Problem statement ->
Determine how many lines in the records hold the word "UserId". Return the number alone.

Data for processing ->
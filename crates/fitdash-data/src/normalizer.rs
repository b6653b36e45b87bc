//! Schema normalization: raw per-file rows onto the canonical record shape.
//!
//! Each raw row expands into one [`NormalizedRecord`] per mapped metric
//! column. Ids, timestamps and values are parsed explicitly; failures are
//! collected per source into an [`IngestReport`] instead of being dropped or
//! coerced.

use std::collections::HashMap;

use fitdash_core::error::{FitdashError, Result};
use fitdash_core::models::{
    integral_f64, MetricFamily, MetricName, NormalizedRecord, RawRecord, RawSource, RawValue,
    Reading, Resolution, UserId,
};
use fitdash_core::schema::{MetricKind, SchemaMap, SourceMapping};
use fitdash_core::time_utils::TimestampParser;
use tracing::{debug, warn};

/// Column name reported when a source has no mapping entry at all.
pub const NO_MAPPING: &str = "<no mapping>";

// ── Reports ───────────────────────────────────────────────────────────────────

/// What happened to one source during normalization.
#[derive(Debug)]
pub struct SourceReport {
    pub source_name: String,
    pub resolution: Resolution,
    pub family: MetricFamily,
    pub rows_read: usize,
    /// Rows that produced no records because their id or timestamp failed.
    pub rows_rejected: usize,
    pub records_emitted: usize,
    /// Source-level (`SchemaMismatch`) and record-level failures, in row order.
    pub errors: Vec<FitdashError>,
}

impl SourceReport {
    fn new(source: &RawSource) -> Self {
        Self {
            source_name: source.name.clone(),
            resolution: source.resolution,
            family: source.family,
            rows_read: source.records.len(),
            rows_rejected: 0,
            records_emitted: 0,
            errors: Vec::new(),
        }
    }

    /// `true` when the whole source was rejected for a schema mismatch.
    pub fn is_rejected(&self) -> bool {
        self.errors
            .iter()
            .any(|e| matches!(e, FitdashError::SchemaMismatch { .. }))
    }
}

/// Aggregate failure report across every source, in processing order.
#[derive(Debug, Default)]
pub struct IngestReport {
    pub sources: Vec<SourceReport>,
}

impl IngestReport {
    /// Every failure paired with the source that produced it.
    pub fn failures(&self) -> impl Iterator<Item = (&str, &FitdashError)> {
        self.sources
            .iter()
            .flat_map(|s| s.errors.iter().map(move |e| (s.source_name.as_str(), e)))
    }

    pub fn error_count(&self) -> usize {
        self.sources.iter().map(|s| s.errors.len()).sum()
    }

    pub fn is_clean(&self) -> bool {
        self.error_count() == 0
    }

    pub fn rejected_sources(&self) -> impl Iterator<Item = &SourceReport> {
        self.sources.iter().filter(|s| s.is_rejected())
    }

    pub fn records_emitted(&self) -> usize {
        self.sources.iter().map(|s| s.records_emitted).sum()
    }
}

/// Normalized records plus the report describing how they were obtained.
#[derive(Debug, Default)]
pub struct NormalizeOutcome {
    pub records: Vec<NormalizedRecord>,
    pub report: IngestReport,
}

// ── SchemaNormalizer ──────────────────────────────────────────────────────────

/// Applies a [`SchemaMap`] to raw sources.
pub struct SchemaNormalizer<'a> {
    schema: &'a SchemaMap,
    parser: TimestampParser,
}

/// Source header names resolved for one mapping.
struct ResolvedColumns<'m> {
    id: String,
    time: String,
    values: Vec<(String, &'m str, MetricKind, &'m MetricName)>,
}

impl<'a> SchemaNormalizer<'a> {
    /// Fails only when the schema's timezone is unusable.
    pub fn new(schema: &'a SchemaMap) -> Result<Self> {
        Ok(Self {
            schema,
            parser: schema.timestamp_parser()?,
        })
    }

    /// Normalize every source in order. Never fails; see the report.
    pub fn normalize(&self, sources: &[RawSource]) -> NormalizeOutcome {
        let mut outcome = NormalizeOutcome::default();
        for source in sources {
            let (records, report) = self.normalize_source(source);
            outcome.records.extend(records);
            outcome.report.sources.push(report);
        }
        debug!(
            "Normalized {} records from {} sources ({} failures)",
            outcome.records.len(),
            sources.len(),
            outcome.report.error_count()
        );
        outcome
    }

    /// Normalize one source; a schema mismatch yields no records.
    pub fn normalize_source(&self, source: &RawSource) -> (Vec<NormalizedRecord>, SourceReport) {
        let mut report = SourceReport::new(source);

        let columns = match self
            .schema
            .mapping(source.resolution, source.family)
            .ok_or_else(|| FitdashError::SchemaMismatch {
                source_name: source.name.clone(),
                column: NO_MAPPING.to_string(),
            })
            .and_then(|mapping| resolve_columns(source, mapping))
        {
            Ok(columns) => columns,
            Err(e) => {
                warn!("Skipping source: {}", e);
                report.errors.push(e);
                return (Vec::new(), report);
            }
        };

        let mut records = Vec::new();
        for (row, raw) in source.records.iter().enumerate() {
            match self.normalize_row(source, &columns, row, raw, &mut records) {
                Ok(()) => {}
                Err(errors) => {
                    report.errors.extend(errors);
                }
            }
        }

        report.rows_rejected = count_rejected_rows(&report.errors);
        report.records_emitted = records.len();

        if report.errors.is_empty() {
            debug!(
                "Source {}: {} rows, {} records",
                source.name, report.rows_read, report.records_emitted
            );
        } else {
            warn!(
                "Source {}: {} rows, {} records, {} failures",
                source.name,
                report.rows_read,
                report.records_emitted,
                report.errors.len()
            );
        }

        (records, report)
    }

    /// Expand one row. Value failures still let the row's other metrics
    /// through; id or timestamp failures reject the whole row.
    fn normalize_row(
        &self,
        source: &RawSource,
        columns: &ResolvedColumns<'_>,
        row: usize,
        raw: &RawRecord,
        out: &mut Vec<NormalizedRecord>,
    ) -> std::result::Result<(), Vec<FitdashError>> {
        let mut errors = Vec::new();

        let id_cell = raw.get(&columns.id).cloned().unwrap_or_default();
        let user_id = parse_user_id(&id_cell);
        if user_id.is_none() {
            errors.push(FitdashError::InvalidIdentifier {
                value: id_cell.to_string(),
                source_name: source.name.clone(),
                row,
            });
        }

        let time_cell = raw.get(&columns.time).cloned().unwrap_or_default();
        let timestamp = self.parse_timestamp(&time_cell, source.resolution);
        if timestamp.is_none() {
            errors.push(FitdashError::InvalidTimestamp {
                value: time_cell.to_string(),
                source_name: source.name.clone(),
                row,
            });
        }

        let (Some(user_id), Some(timestamp)) = (user_id, timestamp) else {
            return Err(errors);
        };

        for (header, column, kind, metric) in &columns.values {
            let cell = raw.get(header).cloned().unwrap_or_default();
            if cell.is_empty() {
                continue;
            }
            match parse_reading(&cell, *kind) {
                Some(value) => out.push(NormalizedRecord {
                    user_id,
                    timestamp,
                    resolution: source.resolution,
                    family: source.family,
                    metric: (*metric).clone(),
                    value,
                }),
                None => errors.push(FitdashError::InvalidValue {
                    value: cell.to_string(),
                    column: column.to_string(),
                    source_name: source.name.clone(),
                    row,
                }),
            }
        }

        if errors.is_empty() {
            Ok(())
        } else {
            Err(errors)
        }
    }

    fn parse_timestamp(
        &self,
        cell: &RawValue,
        resolution: Resolution,
    ) -> Option<chrono::DateTime<chrono::Utc>> {
        match cell {
            RawValue::Text(s) => self.parser.parse(s, resolution),
            RawValue::Integer(secs) => self.parser.from_unix(*secs, resolution),
            RawValue::Decimal(_) | RawValue::Empty => None,
        }
    }
}

/// Convenience wrapper: build a normalizer for `schema` and run it.
pub fn normalize(schema: &SchemaMap, sources: &[RawSource]) -> Result<NormalizeOutcome> {
    Ok(SchemaNormalizer::new(schema)?.normalize(sources))
}

// ── Parsing helpers ───────────────────────────────────────────────────────────

/// Parse a user id cell. Total: every input maps to `Some` or `None`.
pub fn parse_user_id(cell: &RawValue) -> Option<UserId> {
    match cell {
        RawValue::Integer(i) => Some(UserId(*i)),
        RawValue::Decimal(d) => integral_f64(*d).map(UserId),
        RawValue::Text(s) => UserId::parse(s),
        RawValue::Empty => None,
    }
}

/// Parse a metric cell into `kind`. Non-finite numbers are rejected.
pub fn parse_reading(cell: &RawValue, kind: MetricKind) -> Option<Reading> {
    match (kind, cell) {
        (_, RawValue::Empty) => None,
        (MetricKind::Integer, RawValue::Integer(i)) => Some(Reading::Integer(*i)),
        (MetricKind::Integer, RawValue::Decimal(d)) => integral_f64(*d).map(Reading::Integer),
        (MetricKind::Integer, RawValue::Text(s)) => {
            let s = s.trim();
            s.parse::<i64>()
                .ok()
                .or_else(|| s.parse::<f64>().ok().and_then(integral_f64))
                .map(Reading::Integer)
        }
        (MetricKind::Decimal, RawValue::Integer(i)) => Some(Reading::Decimal(*i as f64)),
        (MetricKind::Decimal, RawValue::Decimal(d)) => {
            d.is_finite().then_some(Reading::Decimal(*d))
        }
        (MetricKind::Decimal, RawValue::Text(s)) => s
            .trim()
            .parse::<f64>()
            .ok()
            .filter(|d| d.is_finite())
            .map(Reading::Decimal),
    }
}

/// Match mapping columns against the source header case-insensitively.
///
/// A wanted column that matches more than one header is ambiguous and
/// rejects the source like a missing one.
fn resolve_columns<'m>(
    source: &RawSource,
    mapping: &'m SourceMapping,
) -> Result<ResolvedColumns<'m>> {
    let mut header: HashMap<String, Vec<&str>> = HashMap::new();
    for c in &source.columns {
        header.entry(c.trim().to_lowercase()).or_default().push(c.as_str());
    }

    let find = |wanted: &str| -> Result<String> {
        let mismatch = |column: String| FitdashError::SchemaMismatch {
            source_name: source.name.clone(),
            column,
        };
        match header.get(&wanted.trim().to_lowercase()).map(Vec::as_slice) {
            Some([single]) => Ok(single.to_string()),
            Some(several) if several.len() > 1 => Err(mismatch(format!(
                "{wanted} (ambiguous: {})",
                several.join(", ")
            ))),
            _ => Err(mismatch(wanted.to_string())),
        }
    };

    let id = find(&mapping.id_column)?;
    let time = find(&mapping.time_column)?;
    let values = mapping
        .value_columns
        .iter()
        .map(|vc| Ok((find(&vc.column)?, vc.column.as_str(), vc.kind, &vc.metric)))
        .collect::<Result<Vec<_>>>()?;

    Ok(ResolvedColumns { id, time, values })
}

/// Rows with an id or timestamp failure; a row can report both.
fn count_rejected_rows(errors: &[FitdashError]) -> usize {
    let mut rows: Vec<usize> = errors
        .iter()
        .filter_map(|e| match e {
            FitdashError::InvalidIdentifier { row, .. }
            | FitdashError::InvalidTimestamp { row, .. } => Some(*row),
            _ => None,
        })
        .collect();
    rows.dedup();
    rows.len()
}

// ── Tests ─────────────────────────────────────────────────────────────────────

Completed exercise ->
5